Though ACNM and ACOG’s opinions differ on the overall safety of home births, both organizations believe that there are certain levels of care that should be in place to ensure the health and safety of parent and baby. This means that the birth attendant should:
- Be a certified nurse-midwife (CNM), certified midwife (CM), or physician who can provide the care you expect during pregnancy and birth.
- Be able to access consultation with an appropriately licensed colleague when needed for problems that may come up during pregnancy and labor.
- Have a plan for a transfer process if you do need to have your baby at the hospital or if you or your baby needs urgent care after birth.

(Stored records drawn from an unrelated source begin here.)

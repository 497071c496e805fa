// This Source Code Form is subject to the terms of the Mozilla Public
// License, v. 2.0. If a copy of the MPL was not distributed with this
// file, You can obtain one at https://mozilla.org/MPL/2.0/.

//! Reconciliation of a VM's NIC set against add, update, and remove
//! operations.
//!
//! The result always has unique MAC addresses and at most one NIC marked
//! primary. Operations are applied as removals, then updates, then
//! additions.

use std::collections::BTreeSet;

use rand::Rng;
use vmadm_api_types::{Brand, MacAddr, Nic};

use crate::brand::BrandField;
use crate::error::Error;
use crate::validate::{NicFields, NicOps};

/// The OUI used for generated MAC addresses.
pub const GENERATED_MAC_PREFIX: [u8; 3] = [0x90, 0xb8, 0xd0];

/// The result of reconciling a NIC set.
#[derive(Clone, Debug, PartialEq, Eq)]
pub struct NicOutcome {
    pub nics: Vec<Nic>,
    /// Removals that matched no NIC.
    pub unmatched_removals: Vec<MacAddr>,
    /// Fields that were dropped because the brand does not accept them.
    pub dropped: Vec<String>,
}

/// Applies `ops` to `current`.
///
/// Removing a NIC that does not exist is not an error; it is reported in
/// [`NicOutcome::unmatched_removals`]. Updating one is.
pub fn reconcile<R: Rng + ?Sized>(
    current: &[Nic],
    ops: &NicOps,
    brand: Brand,
    rng: &mut R,
) -> Result<NicOutcome, Error> {
    let mut nics = current.to_vec();
    let mut unmatched_removals = Vec::new();
    let mut dropped = Vec::new();

    let mut removed_primary = false;
    for mac in &ops.remove {
        match nics.iter().position(|n| &n.mac == mac) {
            Some(idx) => {
                removed_primary |= nics.remove(idx).is_primary();
            }
            None => unmatched_removals.push(*mac),
        }
    }

    for (i, patch) in ops.update.iter().enumerate() {
        let idx = nics
            .iter()
            .position(|n| n.mac == patch.mac)
            .ok_or_else(|| Error::NotFound {
                what: "NIC",
                id: patch.mac.to_string(),
            })?;
        let fields =
            admit(&patch.fields, brand, &format!("update_nics[{i}]"), &mut dropped);
        if fields.primary == Some(true) {
            clear_primary(&mut nics);
        }
        merge(&mut nics[idx], fields);
    }

    for (i, add) in ops.add.iter().enumerate() {
        let prefix = format!("add_nics[{i}]");
        let mut fields = admit(&add.fields, brand, &prefix, &mut dropped);

        let mac = match add.mac {
            Some(mac) => {
                if nics.iter().any(|n| n.mac == mac) {
                    return Err(Error::invalid(
                        format!("{prefix}.mac"),
                        format!("{mac} is already in use"),
                    ));
                }
                mac
            }
            None => generate_mac(&nics, rng),
        };
        let interface = match fields.interface.take() {
            Some(name) => name,
            None => next_interface(&nics),
        };
        let nic_tag = fields.nic_tag.take().ok_or_else(|| {
            Error::invalid(format!("{prefix}.nic_tag"), "is required")
        })?;
        let ip = fields
            .ip
            .take()
            .ok_or_else(|| Error::invalid(format!("{prefix}.ip"), "is required"))?;

        if fields.primary == Some(true) {
            clear_primary(&mut nics);
        }
        nics.push(Nic {
            interface,
            mac,
            nic_tag,
            ip,
            netmask: fields.netmask,
            gateway: fields.gateway,
            vlan_id: fields.vlan_id,
            primary: fields.primary,
            allow_unfiltered_promisc: fields.allow_unfiltered_promisc,
            model: fields.model,
        });
    }

    if removed_primary && !nics.iter().any(Nic::is_primary) {
        let elected = nics
            .iter()
            .position(|n| n.ip.has_public_addr())
            .or_else(|| (!nics.is_empty()).then_some(0));
        if let Some(idx) = elected {
            nics[idx].primary = Some(true);
        }
    }

    Ok(NicOutcome { nics, unmatched_removals, dropped })
}

/// Returns a copy of `fields` without the ones `brand` does not accept,
/// recording each dropped field under `prefix`.
fn admit(
    fields: &NicFields,
    brand: Brand,
    prefix: &str,
    dropped: &mut Vec<String>,
) -> NicFields {
    let mut fields = fields.clone();
    if fields.allow_unfiltered_promisc.is_some()
        && !BrandField::AllowUnfilteredPromisc.allowed_for(brand)
    {
        fields.allow_unfiltered_promisc = None;
        dropped.push(format!("{prefix}.{}", BrandField::AllowUnfilteredPromisc));
    }
    if fields.model.is_some() && !BrandField::Model.allowed_for(brand) {
        fields.model = None;
        dropped.push(format!("{prefix}.{}", BrandField::Model));
    }
    fields
}

fn merge(nic: &mut Nic, fields: NicFields) {
    if let Some(v) = fields.interface {
        nic.interface = v;
    }
    if let Some(v) = fields.nic_tag {
        nic.nic_tag = v;
    }
    if let Some(v) = fields.ip {
        nic.ip = v;
    }
    if fields.netmask.is_some() {
        nic.netmask = fields.netmask;
    }
    if fields.gateway.is_some() {
        nic.gateway = fields.gateway;
    }
    if fields.vlan_id.is_some() {
        nic.vlan_id = fields.vlan_id;
    }
    if fields.primary.is_some() {
        nic.primary = fields.primary;
    }
    if fields.allow_unfiltered_promisc.is_some() {
        nic.allow_unfiltered_promisc = fields.allow_unfiltered_promisc;
    }
    if fields.model.is_some() {
        nic.model = fields.model;
    }
}

fn clear_primary(nics: &mut [Nic]) {
    for nic in nics.iter_mut().filter(|n| n.primary.is_some()) {
        nic.primary = None;
    }
}

/// Picks a random address under [`GENERATED_MAC_PREFIX`] not used by `nics`.
pub fn generate_mac<R: Rng + ?Sized>(nics: &[Nic], rng: &mut R) -> MacAddr {
    let [a, b, c] = GENERATED_MAC_PREFIX;
    loop {
        let tail: [u8; 3] = rng.gen();
        let mac = MacAddr::new([a, b, c, tail[0], tail[1], tail[2]]);
        if !nics.iter().any(|n| n.mac == mac) {
            return mac;
        }
    }
}

/// The lowest `netN` name not used by `nics`.
pub fn next_interface(nics: &[Nic]) -> String {
    let used: BTreeSet<&str> = nics.iter().map(|n| n.interface.as_str()).collect();
    (0..)
        .map(|n| format!("net{n}"))
        .find(|name| !used.contains(name.as_str()))
        .unwrap_or_default()
}

#[cfg(test)]
mod tests {
    use super::*;
    use crate::test_support::nic;
    use crate::validate::{NicAdd, NicPatch};
    use proptest::prelude::*;
    use rand::rngs::StdRng;
    use rand::SeedableRng;
    use vmadm_api_types::NicIp;

    fn rng() -> StdRng {
        StdRng::seed_from_u64(0x90b8d0)
    }

    fn add(mac: Option<&str>, ip: &str, primary: Option<bool>) -> NicAdd {
        NicAdd {
            mac: mac.map(|m| m.parse().unwrap()),
            fields: NicFields {
                nic_tag: Some("external".to_string()),
                ip: Some(ip.parse().unwrap()),
                netmask: ip.parse::<NicIp>().unwrap().is_static().then(|| {
                    "255.255.255.0".parse().unwrap()
                }),
                primary,
                ..Default::default()
            },
        }
    }

    fn mac(s: &str) -> MacAddr {
        s.parse().unwrap()
    }

    fn primaries(nics: &[Nic]) -> Vec<String> {
        nics.iter()
            .filter(|n| n.is_primary())
            .map(|n| n.mac.to_string())
            .collect()
    }

    #[test]
    fn add_generates_mac_and_interface() {
        let current = vec![nic("01:02:03:04:05:06", "net0", "10.1.1.2")];
        let ops = NicOps { add: vec![add(None, "dhcp", None)], ..Default::default() };
        let out = reconcile(&current, &ops, Brand::Joyent, &mut rng()).unwrap();

        assert_eq!(out.nics.len(), 2);
        let added = &out.nics[1];
        assert_eq!(added.interface, "net1");
        assert_eq!(&added.mac.octets()[..3], &GENERATED_MAC_PREFIX);
        assert_eq!(added.primary, None);
    }

    #[test]
    fn interface_names_fill_gaps() {
        let current = vec![
            nic("01:02:03:04:05:06", "net0", "10.1.1.2"),
            nic("01:02:03:04:05:07", "net2", "10.1.1.3"),
        ];
        assert_eq!(next_interface(&current), "net1");
        assert_eq!(next_interface(&[]), "net0");
    }

    #[test]
    fn last_primary_add_wins() {
        let mut current = vec![nic("01:02:03:04:05:06", "net0", "10.1.1.2")];
        current[0].primary = Some(true);
        let ops = NicOps {
            add: vec![
                add(Some("01:02:03:04:05:07"), "10.1.1.3", Some(true)),
                add(Some("01:02:03:04:05:08"), "10.1.1.4", Some(true)),
            ],
            ..Default::default()
        };
        let out = reconcile(&current, &ops, Brand::Joyent, &mut rng()).unwrap();
        assert_eq!(primaries(&out.nics), ["01:02:03:04:05:08"]);
    }

    #[test]
    fn update_merges_only_present_fields() {
        let current = vec![nic("01:02:03:04:05:06", "net0", "10.1.1.2")];
        let ops = NicOps {
            update: vec![NicPatch {
                mac: mac("01:02:03:04:05:06"),
                fields: NicFields { vlan_id: Some(100), ..Default::default() },
            }],
            ..Default::default()
        };
        let out = reconcile(&current, &ops, Brand::Joyent, &mut rng()).unwrap();
        assert_eq!(out.nics[0].vlan_id, Some(100));
        assert_eq!(out.nics[0].ip, current[0].ip);
        assert_eq!(out.nics[0].netmask, current[0].netmask);
    }

    #[test]
    fn update_of_missing_nic_fails() {
        let ops = NicOps {
            update: vec![NicPatch {
                mac: mac("01:02:03:04:05:06"),
                fields: NicFields::default(),
            }],
            ..Default::default()
        };
        let err = reconcile(&[], &ops, Brand::Joyent, &mut rng()).unwrap_err();
        assert!(matches!(err, Error::NotFound { what: "NIC", .. }));
    }

    #[test]
    fn removal_is_tolerant() {
        let current = vec![nic("01:02:03:04:05:06", "net0", "10.1.1.2")];
        let ops = NicOps {
            remove: vec![mac("01:02:03:04:05:06"), mac("0a:0b:0c:0d:0e:0f")],
            ..Default::default()
        };
        let out = reconcile(&current, &ops, Brand::Joyent, &mut rng()).unwrap();
        assert!(out.nics.is_empty());
        assert_eq!(out.unmatched_removals, [mac("0a:0b:0c:0d:0e:0f")]);
    }

    #[test]
    fn removing_primary_elects_public_nic() {
        let mut current = vec![
            nic("01:02:03:04:05:06", "net0", "10.1.1.2"),
            nic("01:02:03:04:05:07", "net1", "10.1.1.3"),
            nic("01:02:03:04:05:08", "net2", "169.254.169.254"),
        ];
        current[0].primary = Some(true);
        let ops = NicOps {
            remove: vec![mac("01:02:03:04:05:06")],
            ..Default::default()
        };
        let out = reconcile(&current, &ops, Brand::Joyent, &mut rng()).unwrap();
        assert_eq!(primaries(&out.nics), ["01:02:03:04:05:08"]);
    }

    #[test]
    fn removing_primary_falls_back_to_first_nic() {
        let mut current = vec![
            nic("01:02:03:04:05:06", "net0", "10.1.1.2"),
            nic("01:02:03:04:05:07", "net1", "10.1.1.3"),
        ];
        current[0].primary = Some(true);
        let ops = NicOps {
            remove: vec![mac("01:02:03:04:05:06")],
            ..Default::default()
        };
        let out = reconcile(&current, &ops, Brand::Joyent, &mut rng()).unwrap();
        assert_eq!(primaries(&out.nics), ["01:02:03:04:05:07"]);
    }

    #[test]
    fn brand_restricted_fields_dropped() {
        let mut a = add(None, "dhcp", None);
        a.fields.allow_unfiltered_promisc = Some(true);
        a.fields.model = Some("virtio".to_string());
        let ops = NicOps { add: vec![a], ..Default::default() };

        let out = reconcile(&[], &ops, Brand::JoyentMinimal, &mut rng()).unwrap();
        assert_eq!(out.nics[0].allow_unfiltered_promisc, None);
        assert_eq!(out.nics[0].model, None);
        assert_eq!(
            out.dropped,
            ["add_nics[0].allow_unfiltered_promisc", "add_nics[0].model"]
        );

        let out = reconcile(&[], &ops, Brand::Kvm, &mut rng()).unwrap();
        assert_eq!(out.nics[0].allow_unfiltered_promisc, Some(true));
        assert!(out.dropped.is_empty());
    }

    #[derive(Clone, Debug)]
    enum Op {
        Add { primary: bool, public: bool },
        Remove(usize),
        MakePrimary(usize),
    }

    fn op_strategy() -> impl Strategy<Value = Op> {
        prop_oneof![
            (any::<bool>(), any::<bool>())
                .prop_map(|(primary, public)| Op::Add { primary, public }),
            (0usize..8).prop_map(Op::Remove),
            (0usize..8).prop_map(Op::MakePrimary),
        ]
    }

    proptest! {
        #[test]
        fn macs_unique_and_single_primary(
            ops in proptest::collection::vec(op_strategy(), 1..24),
            seed in any::<u64>(),
        ) {
            let mut rng = StdRng::seed_from_u64(seed);
            let mut nics: Vec<Nic> = Vec::new();
            for op in ops {
                let ops = match op {
                    Op::Add { primary, public } => {
                        let ip = if public { "8.8.8.8" } else { "10.0.0.8" };
                        NicOps {
                            add: vec![add(None, ip, primary.then_some(true))],
                            ..Default::default()
                        }
                    }
                    Op::Remove(i) => match nics.get(i) {
                        Some(n) => NicOps { remove: vec![n.mac], ..Default::default() },
                        None => continue,
                    },
                    Op::MakePrimary(i) => match nics.get(i) {
                        Some(n) => NicOps {
                            update: vec![NicPatch {
                                mac: n.mac,
                                fields: NicFields {
                                    primary: Some(true),
                                    ..Default::default()
                                },
                            }],
                            ..Default::default()
                        },
                        None => continue,
                    },
                };
                nics = reconcile(&nics, &ops, Brand::Joyent, &mut rng)
                    .unwrap()
                    .nics;

                let macs: BTreeSet<_> = nics.iter().map(|n| n.mac).collect();
                prop_assert_eq!(macs.len(), nics.len());
                let names: BTreeSet<_> =
                    nics.iter().map(|n| n.interface.clone()).collect();
                prop_assert_eq!(names.len(), nics.len());
                prop_assert!(nics.iter().filter(|n| n.is_primary()).count() <= 1);
            }
        }
    }
}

If you’re thinking about choosing a home birth, here’s a list with examples of questions to ask your potential provider to help you make the best and safest choice for you and your family:
- Are you a CNM, CM, or physician who is licensed by the state to practice home birth?
- How much experience do you have attending home births?
- How close to the hospital should I live to be eligible for home birth?
- Is my health and pregnancy low-risk enough to be safe for home birth?
- What supplies do I need to have at home?
- What supplies and medications do you bring with you?
- How do you handle potential complications or emergencies, like excessive bleeding after birth or a newborn who’s having difficulty breathing?
- How can you help to manage my pain and comfort during labor and birth?
- How often do people in your care transfer to the hospital, and why?
- How do they get transferred and are ambulances available near me?
- Who will take care of me at the hospital if I do get transferred?
- What is the cost of home birth care, what’s included, and is it covered by insurance?
Ultimately, you deserve to make the best possible choice for yourself, your baby, and your family.
Reviewed by the Ovia Health Clinical Team
- Cheyney, Melissa, et al. “Outcomes of Care for 16,924 Planned Home Births in the United States: The Midwives Alliance of North America Statistics Project, 2004 to 2009.” Journal of Midwifery & Women’s Health, vol. 59, no. 1, 30 Jan. 2014, pp. 17–27., https://doi.org/10.1111/jmwh.12172.
- Hutton, Eileen K., et al. “Perinatal or Neonatal Mortality among Women Who Intend at the Onset of Labour to Give Birth at Home Compared to Women of Low Obstetrical Risk Who Intend to Give Birth in Hospital: A Systematic Review and Meta-Analyses.” EClinicalMedicine, vol. 14, 25 July 2019, pp. 59–70., https://doi.org/10.1016/j.eclinm.2019.07.005.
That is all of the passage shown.